▸ BRIEF
From the data below, return all lines holding the string "polled".

(Saved entries)
━━━━━━━━━━━━━━━━━━━━━━━━━━━━━━

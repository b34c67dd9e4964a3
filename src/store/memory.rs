//! In-memory document store
//!
//! Documents live in a map behind one mutex; every trait call takes and
//! releases the lock without awaiting, which serializes writes across the
//! whole store and therefore per document.

use async_trait::async_trait;
use chrono::{DateTime, Utc};
use std::collections::HashMap;
use std::sync::Mutex;
use uuid::Uuid;

use crate::errors::Result;
use crate::store::DocumentStore;
use crate::types::{AgentStage, Document, DocumentStatus, Requirement, StageStatus};

/// Map-backed store for CLI runs and tests
pub struct MemoryDocumentStore {
    documents: Mutex<HashMap<String, Document>>,
}

impl MemoryDocumentStore {
    /// Create an empty store
    pub fn new() -> Self {
        Self {
            documents: Mutex::new(HashMap::new()),
        }
    }

    /// Register a freshly uploaded document with its initial stage set
    pub fn create_document(&self, file_name: &str) -> Document {
        let document = Document {
            id: Uuid::new_v4().to_string(),
            file_name: file_name.to_string(),
            uploaded_at: Utc::now(),
            status: DocumentStatus::Uploaded,
            stages: AgentStage::initial_set(),
            requirements: None,
            completed_at: None,
        };

        self.documents
            .lock()
            .unwrap()
            .insert(document.id.clone(), document.clone());
        document
    }

    /// Remove a document; returns whether it existed
    pub fn delete_document(&self, id: &str) -> bool {
        self.documents.lock().unwrap().remove(id).is_some()
    }

    /// All documents, most recently uploaded first
    pub fn all_documents(&self) -> Vec<Document> {
        let mut documents: Vec<Document> =
            self.documents.lock().unwrap().values().cloned().collect();
        documents.sort_by(|a, b| b.uploaded_at.cmp(&a.uploaded_at));
        documents
    }
}

impl Default for MemoryDocumentStore {
    fn default() -> Self {
        Self::new()
    }
}

#[async_trait]
impl DocumentStore for MemoryDocumentStore {
    async fn get_document(&self, id: &str) -> Result<Option<Document>> {
        Ok(self.documents.lock().unwrap().get(id).cloned())
    }

    async fn update_document_status(
        &self,
        id: &str,
        status: DocumentStatus,
        completed_at: Option<DateTime<Utc>>,
    ) -> Result<()> {
        if let Some(document) = self.documents.lock().unwrap().get_mut(id) {
            document.status = status;
            document.completed_at = completed_at;
        }
        Ok(())
    }

    async fn update_stage(
        &self,
        id: &str,
        stage_id: u8,
        status: StageStatus,
        started_at: Option<DateTime<Utc>>,
        completed_at: Option<DateTime<Utc>>,
    ) -> Result<()> {
        if let Some(document) = self.documents.lock().unwrap().get_mut(id) {
            if let Some(stage) = document.stages.iter_mut().find(|s| s.id == stage_id) {
                stage.status = status;
                if started_at.is_some() {
                    stage.started_at = started_at;
                }
                if completed_at.is_some() {
                    stage.completed_at = completed_at;
                }
            }
        }
        Ok(())
    }

    async fn save_requirements(&self, id: &str, requirements: &[Requirement]) -> Result<()> {
        if let Some(document) = self.documents.lock().unwrap().get_mut(id) {
            document.requirements = Some(requirements.to_vec());
        }
        Ok(())
    }
}
//! # Six-channel analog sensor acquisition for the STM32F1
//!
//! Samples six analog sensor channels through ADC1. Two ways of doing it are
//! provided:
//!
//! - [`acquisition::Acquisition`]: one scan of all six channels per request,
//!   transferred by DMA and completed from the DMA interrupt. Thread mode
//!   starts the scan, then polls [`Acquisition::is_complete`] or blocks in
//!   [`Acquisition::wait_complete`] and reads the buffer.
//! - [`polling::PollingSensor`]: one software-triggered conversion per
//!   channel, each bounded by a timeout. Failed channels keep a sentinel
//!   value in place of the sample.
//!
//! Both sides keep [`stats::ErrorStats`] so the application can see what went
//! wrong without a debugger.
//!
//! # Usage
//!
//! Select the microcontroller with one of the `stm32f100`, `stm32f101` or
//! `stm32f103` features to get the register backend in [`stm32`], and enable
//! `rt` when building an application.
//!
//! ```toml
//! [dependencies.stm32f1xx-analog-sensor]
//! version = "0.1.0"
//! features = ["stm32f103", "rt"]
//! ```
//!
//! Without a device feature the PAC dependency is left out and only the
//! hardware-agnostic part is built, so `cargo test` runs on the host with no
//! feature selected.
//!
//! # Examples
//!
//! See the `demos/` folder: `sensor_dma` for the interrupt-driven scan and
//! `sensor_polling` for the polled conversions.

#![no_std]

#[cfg(feature = "stm32f100")]
pub use stm32f1::stm32f100 as pac;

#[cfg(feature = "stm32f101")]
pub use stm32f1::stm32f101 as pac;

#[cfg(feature = "stm32f103")]
pub use stm32f1::stm32f103 as pac;

#[macro_use]
mod fmt;

pub mod acquisition;
pub mod config;
pub mod dispatch;
pub mod hal;
pub mod polling;
pub mod sample;
pub mod stats;

#[cfg(any(feature = "stm32f100", feature = "stm32f101", feature = "stm32f103"))]
pub mod stm32;

#[cfg(test)]
mod mock;

pub use crate::acquisition::{Acquisition, DmaBuffer, State};
pub use crate::config::Config;
pub use crate::dispatch::{Events, HandlerSlot, TransferEvents};
pub use crate::polling::PollingSensor;
pub use crate::sample::{ChannelId, Sample, CHANNEL_COUNT};
pub use crate::stats::ErrorStats;
//! # Sensor samples and sentinel codes
//!
//! A reading is either a right-aligned 12-bit conversion result or a failure
//! kind. The failure kinds are tagged types in this crate; the `u32` sentinel
//! codes are kept for code that still exchanges raw words with the hardware
//! side (e.g. a debugger watch window or a C shim).

/// Number of sensor channels converted per acquisition
pub const CHANNEL_COUNT: usize = 6;

/// Largest valid 12-bit conversion result
pub const MAX_SAMPLE: u16 = (1 << 12) - 1;

/// Raw sentinel codes, all above the 12-bit range
pub mod sentinel {
    /// Channel index out of range
    pub const INVALID_CHANNEL: u32 = 0xFFFF;
    /// DMA read: conversion not complete
    pub const NOT_COMPLETE: u32 = 0xFFFE;
    /// DMA read: transfer failed
    pub const DMA_FAILED: u32 = 0xFFFD;
    /// Polling: channel configuration failed
    pub const CONFIG: u32 = 0xFFFE;
    /// Polling: conversion start failed
    pub const START: u32 = 0xFFFD;
    /// Polling: conversion did not finish before the deadline
    pub const TIMEOUT: u32 = 0xFFFC;
}

/// Why a channel value could not be read from a DMA acquisition
#[cfg_attr(feature = "defmt", derive(defmt::Format))]
#[derive(Debug, Clone, Copy, PartialEq, Eq)]
pub enum ReadError {
    /// Channel index is not below [`CHANNEL_COUNT`]
    InvalidChannel,
    /// No result yet, ask again later
    NotComplete,
    /// The last acquisition failed
    Failed,
}

impl ReadError {
    pub const fn code(self) -> u32 {
        match self {
            ReadError::InvalidChannel => sentinel::INVALID_CHANNEL,
            ReadError::NotComplete => sentinel::NOT_COMPLETE,
            ReadError::Failed => sentinel::DMA_FAILED,
        }
    }
}

/// Step of a polled conversion that failed
#[cfg_attr(feature = "defmt", derive(defmt::Format))]
#[derive(Debug, Clone, Copy, PartialEq, Eq)]
pub enum Fault {
    /// Selecting the channel and its sampling time was refused
    Config,
    /// Starting the conversion was refused
    Start,
    /// End of conversion was not observed before the deadline
    Timeout,
}

impl Fault {
    pub const fn code(self) -> u32 {
        match self {
            Fault::Config => sentinel::CONFIG,
            Fault::Start => sentinel::START,
            Fault::Timeout => sentinel::TIMEOUT,
        }
    }
}

/// One slot of the polling sample buffer
#[cfg_attr(feature = "defmt", derive(defmt::Format))]
#[derive(Debug, Clone, Copy, PartialEq, Eq)]
pub enum Sample {
    /// Valid conversion result in `0..=MAX_SAMPLE`
    Value(u16),
    /// The last conversion of this channel failed
    Fault(Fault),
}

impl Default for Sample {
    fn default() -> Self {
        Sample::Value(0)
    }
}

impl Sample {
    /// Wraps a conversion result, keeping only the 12 data bits
    pub const fn from_conversion(raw: u16) -> Self {
        Sample::Value(raw & MAX_SAMPLE)
    }

    pub const fn value(self) -> Option<u16> {
        match self {
            Sample::Value(v) => Some(v),
            Sample::Fault(_) => None,
        }
    }

    pub const fn is_valid(self) -> bool {
        matches!(self, Sample::Value(_))
    }

    /// Raw word as stored in the sentinel-coded sample array
    pub const fn to_raw(self) -> u32 {
        match self {
            Sample::Value(v) => v as u32,
            Sample::Fault(f) => f.code(),
        }
    }

    /// Decodes a raw word, `None` for codes that are neither data nor a polling fault
    pub const fn from_raw(raw: u32) -> Option<Self> {
        match raw {
            0..=0x0FFF => Some(Sample::Value(raw as u16)),
            sentinel::CONFIG => Some(Sample::Fault(Fault::Config)),
            sentinel::START => Some(Sample::Fault(Fault::Start)),
            sentinel::TIMEOUT => Some(Sample::Fault(Fault::Timeout)),
            _ => None,
        }
    }
}

/// Validated channel index
#[cfg_attr(feature = "defmt", derive(defmt::Format))]
#[derive(Debug, Clone, Copy, PartialEq, Eq, PartialOrd, Ord)]
pub struct ChannelId(u8);

impl ChannelId {
    pub const fn new(id: u8) -> Option<Self> {
        if (id as usize) < CHANNEL_COUNT {
            Some(ChannelId(id))
        } else {
            None
        }
    }

    pub const fn index(self) -> usize {
        self.0 as usize
    }

    pub fn all() -> impl Iterator<Item = ChannelId> {
        (0..CHANNEL_COUNT as u8).map(ChannelId)
    }
}

impl From<ChannelId> for u8 {
    fn from(id: ChannelId) -> u8 {
        id.0
    }
}

impl TryFrom<usize> for ChannelId {
    type Error = ReadError;

    fn try_from(id: usize) -> Result<Self, ReadError> {
        u8::try_from(id)
            .ok()
            .and_then(ChannelId::new)
            .ok_or(ReadError::InvalidChannel)
    }
}

#[cfg(test)]
mod tests {
    use super::*;

    #[test]
    fn sentinels_are_outside_the_data_range() {
        for code in [
            sentinel::INVALID_CHANNEL,
            sentinel::NOT_COMPLETE,
            sentinel::DMA_FAILED,
            sentinel::TIMEOUT,
        ] {
            assert!(code > MAX_SAMPLE as u32);
        }
    }

    #[test]
    fn read_errors_map_to_distinct_codes() {
        let codes = [
            ReadError::InvalidChannel.code(),
            ReadError::NotComplete.code(),
            ReadError::Failed.code(),
        ];
        assert_eq!(codes, [0xFFFF, 0xFFFE, 0xFFFD]);
    }

    #[test]
    fn raw_decoding() {
        assert_eq!(Sample::from_raw(4095), Some(Sample::Value(4095)));
        assert_eq!(Sample::from_raw(0xFFFC), Some(Sample::Fault(Fault::Timeout)));
        assert_eq!(Sample::from_raw(0x1000), None);
        assert_eq!(Sample::from_raw(0xFFFF), None);
        assert_eq!(Sample::Fault(Fault::Start).to_raw(), 0xFFFD);
    }

    #[test]
    fn conversion_result_is_masked_to_12_bits() {
        assert_eq!(Sample::from_conversion(0xF123), Sample::Value(0x123));
        assert!(!Sample::Fault(Fault::Config).is_valid());
        assert_eq!(Sample::default().value(), Some(0));
    }

    #[test]
    fn channel_ids() {
        assert!(ChannelId::new(5).is_some());
        assert!(ChannelId::new(6).is_none());
        assert_eq!(ChannelId::try_from(300usize), Err(ReadError::InvalidChannel));
        assert_eq!(ChannelId::all().count(), CHANNEL_COUNT);
    }
}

━━━━━━━━━━━━━━━━━━━━━━━━━━━━━━

▸ EXERCISE ANSWER
//! `sensor_polling` for the polled conversions.
/// Step of a polled conversion that failed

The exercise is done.